«Я 30 лет нес этот крест и все терпел. Конечно, если бы я еще в молодости хоть раз покричал, затопал бы на жену, она наверное бы тоже покорилась, как покоряются ваши жены, но я по своей слабости не выносил ее слез и истерик. Когда они начинались, я думал, что я виноват тут один, что я не вправе заставлять собою страдать человека, который меня любит, и всегда уступал. Мы прожили любовно 50 лет, свыклись, жена мне никогда не изменяла. Я не мог для своего личного удовольствия причинить ей боль. А когда у нас выросли дети и перестали в нас нуждаться, я звал ее в простую жизнь, но она больше всякого греха боялась опрощения, и, заметьте, боялась не душою, а инстинктом». Остановившись на минуту передохнуть, Лев Николаевич, подумавши, снова продолжал: «Я для себя одного не ушел и нес крест. Меня здесь расценивают на рубли, говорили, что я разоряю семью. Правда, – произнес он, чуть не плача, – обо мне, как о человеке, любовно заботились, чтобы не простыл мой обед, чтобы была чиста блуза, вот эти штаны (показал он на колени), но для моей духовной жизни, кроме Саши, никому не было дела. Только Саша, – произнес он нежно, – меня понимает и не бросит одного. Я не мог видеться со своими друзьями, которых здесь не любят, в особенности Чертковым. Вы знаете Владимира Григорьевича? – спросил он меня. – Он все свое состояние и жизнь тратит на распространение моих писаний. Его Софья Андреевна видеть не может, считает, что он причиной тому, что я не продаю своих писаний. Чтобы с ним видеться, я должен или выносить скандалы и упреки, или обманывать, чего я не могу. И мне хочется спокойно умереть, хочется побыть одному с самим собою и с Богом, а они меня расценивают… Уйду, непременно уйду, – произнес он как-то глухо, почти не обращаясь ко мне… – Для себя одного я этого не мог бы сделать, а теперь я увидел, что и для семейных без меня будет лучше, меньше у них из-за меня спору, греха будет».

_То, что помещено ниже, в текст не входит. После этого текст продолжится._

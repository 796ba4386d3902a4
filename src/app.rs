//! The main application logic, decoupled from the entry point.

use crate::{
    config::{Config, Mode},
    core::{AuditTrail, CrossAccountAccess, PushEnvelope, Publisher, RawEvent},
    matching::MatchRule,
    notification::{sns::SnsPublisher, Dispatcher, Severity},
    poller::{
        cloudtrail::CloudTrailAudit, sts::StsAccess, CrossAccountPoller, PollReport,
        PollerSettings,
    },
    relay::{PushRelay, RelayOutcome},
};
use anyhow::{anyhow, Result};
use serde_json::Value;
use std::{sync::Arc, time::Duration};
use tokio::sync::{watch, OnceCell};
use tracing::{info, instrument, warn};

/// A handle to the wired-up pipeline for one invocation mode.
pub struct App {
    invocation_timeout: Duration,
    interval: Duration,
    function_label: String,
    dispatcher: Arc<Dispatcher>,
    relay: PushRelay,
    poller: Option<CrossAccountPoller>,
}

impl App {
    /// Creates a new `AppBuilder` to construct an `App`.
    pub fn builder(config: Config) -> AppBuilder {
        AppBuilder::new(config)
    }

    /// Relays one push-delivered envelope within the invocation timeout.
    #[instrument(skip_all)]
    pub async fn relay_event(&self, envelope: Value) -> Result<RelayOutcome> {
        let event = RawEvent::Push(PushEnvelope::new(envelope));
        match tokio::time::timeout(self.invocation_timeout, self.relay.handle(&event)).await {
            Ok(result) => Ok(result?),
            Err(_) => Err(anyhow!(
                "relay did not complete within {:?}",
                self.invocation_timeout
            )),
        }
    }

    /// Runs one poll tick within the invocation timeout.
    ///
    /// Returns `None` if the tick was cut short by the timeout.
    pub async fn poll_once(&self) -> Result<Option<PollReport>> {
        let poller = self
            .poller
            .as_ref()
            .ok_or_else(|| anyhow!("application was not built for poll mode"))?;

        match tokio::time::timeout(self.invocation_timeout, poller.tick()).await {
            Ok(report) => Ok(Some(report)),
            Err(_) => {
                warn!(timeout = ?self.invocation_timeout, "Poll tick timed out.");
                self.dispatcher
                    .notify(
                        Severity::Critical,
                        &self.function_label,
                        &format!("Poll tick exceeded {:?}", self.invocation_timeout),
                    )
                    .await;
                Ok(None)
            }
        }
    }

    /// Ticks on the configured interval until `shutdown_rx` flips to true.
    pub async fn run_poll_loop(&self, mut shutdown_rx: watch::Receiver<bool>) -> Result<()> {
        let mut interval = tokio::time::interval(self.interval);
        interval.set_missed_tick_behavior(tokio::time::MissedTickBehavior::Delay);
        info!(interval = ?self.interval, "Starting poll loop.");

        loop {
            tokio::select! {
                biased;
                _ = shutdown_rx.changed() => {
                    info!("Shutdown signal received, stopping poll loop.");
                    break;
                }
                _ = interval.tick() => {
                    if let Some(report) = self.poll_once().await? {
                        info!(summary = %report.summary(), "Poll tick complete.");
                    }
                }
            }
        }
        Ok(())
    }
}

/// Builder for the main application.
///
/// Capabilities default to their AWS-backed implementations; tests swap in
/// doubles through the override methods.
pub struct AppBuilder {
    config: Config,
    publisher_override: Option<Arc<dyn Publisher>>,
    access_override: Option<Arc<dyn CrossAccountAccess>>,
    trail_override: Option<Arc<dyn AuditTrail>>,
    rule_override: Option<MatchRule>,
}

impl AppBuilder {
    /// Creates a new `AppBuilder` with the given configuration.
    pub fn new(config: Config) -> Self {
        Self {
            config,
            publisher_override: None,
            access_override: None,
            trail_override: None,
            rule_override: None,
        }
    }

    /// Overrides the notification publisher for testing.
    pub fn publisher_override(mut self, publisher: Arc<dyn Publisher>) -> Self {
        self.publisher_override = Some(publisher);
        self
    }

    /// Overrides the cross-account credential source for testing.
    pub fn access_override(mut self, access: Arc<dyn CrossAccountAccess>) -> Self {
        self.access_override = Some(access);
        self
    }

    /// Overrides the audit trail for testing.
    pub fn trail_override(mut self, trail: Arc<dyn AuditTrail>) -> Self {
        self.trail_override = Some(trail);
        self
    }

    /// Replaces the configured match rule.
    pub fn rule_override(mut self, rule: MatchRule) -> Self {
        self.rule_override = Some(rule);
        self
    }

    /// Builds the `App` for `mode`. AWS configuration is loaded from the
    /// environment only if a capability was not overridden.
    pub async fn build(self, mode: Mode) -> Result<App> {
        let config = self.config;
        let shared_config = OnceCell::new();
        let load_aws = || async { aws_config::from_env().load().await };

        let publisher: Arc<dyn Publisher> = match self.publisher_override {
            Some(publisher) => publisher,
            None => Arc::new(SnsPublisher::new(
                shared_config.get_or_init(load_aws).await.clone(),
            )),
        };

        let dispatcher = Arc::new(Dispatcher::new(publisher, config.notification.channels()));
        let rule = self
            .rule_override
            .unwrap_or_else(|| MatchRule::from_config(&config.matching));

        let poller = match mode {
            Mode::Push => None,
            Mode::Poll => {
                let access: Arc<dyn CrossAccountAccess> = match self.access_override {
                    Some(access) => access,
                    None => Arc::new(StsAccess::new(shared_config.get_or_init(load_aws).await)),
                };
                let trail: Arc<dyn AuditTrail> = match self.trail_override {
                    Some(trail) => trail,
                    None => Arc::new(CloudTrailAudit::new(config.poller.region.clone())),
                };
                Some(CrossAccountPoller::new(
                    access,
                    trail,
                    dispatcher.clone(),
                    rule.clone(),
                    config.origin_label.clone(),
                    config.function_label.clone(),
                    PollerSettings::from_config(&config.poller),
                ))
            }
        };

        let relay = PushRelay::new(rule, dispatcher.clone(), config.origin_label.clone());
        info!(?mode, origin = %config.origin_label, "Application built.");

        Ok(App {
            invocation_timeout: config.invocation_timeout(),
            interval: config.poller.interval(),
            function_label: config.function_label,
            dispatcher,
            relay,
            poller,
        })
    }
}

21 октября к отцу пришли трое крестьян: Михаил Новиков, с которым отец и раньше видался и переписывался, – умный, развитой человек, разделявший взгляды отца, – и двое местных крестьян. Уже давно я не видела отца в таком веселом настроении. Когда я пришла к отцу за письмами, он, встретив меня в столовой, увел меня в кабинет, из кабинета повел в спальню. «Пойдем, пойдем, – говорил он, лукаво улыбаясь, – я тебе большой секрет скажу, большой секрет». Я шла за ним, и мне, глядя на него, тоже было весело. В кабинете отец остановился и сказал: «А знаешь ли ты, что я придумал. Я немножко рассказал Новикову о нашем положении и о том, как мне тяжело здесь. Я уеду к нему. Там меня уж не найдут. А Новиков мне рассказал, как у его брата была жена-алкоголичка, так вот, если уж очень начнет безобразничать, брат походит ее по спине, она и лучше. Помогает. – И отец добродушно засмеялся. – Вот поди, какие на свете бывают противоречия».
Я рассказала отцу, как один раз Иван-кучер вез Ольгу, она спросила его, что делается в Ясной. Он ответил, что плохо, а потом обернулся к ней и сказал: «А что, ваше сиятельство, у нас по-деревенски: если баба задурит, муж ее вожжами, – шелковая сделается».
Отец стал еще больше смеяться. «Да-да, вот поди ты, какие бывают…» – «Да это, по-моему, и не противоречие, – перебила я его, – а только у них вожжи настоящие, веревочные, а у нас должны быть вожжи нравственные». – «Да, да. А я, должно быть, все-таки уеду», – повторил он.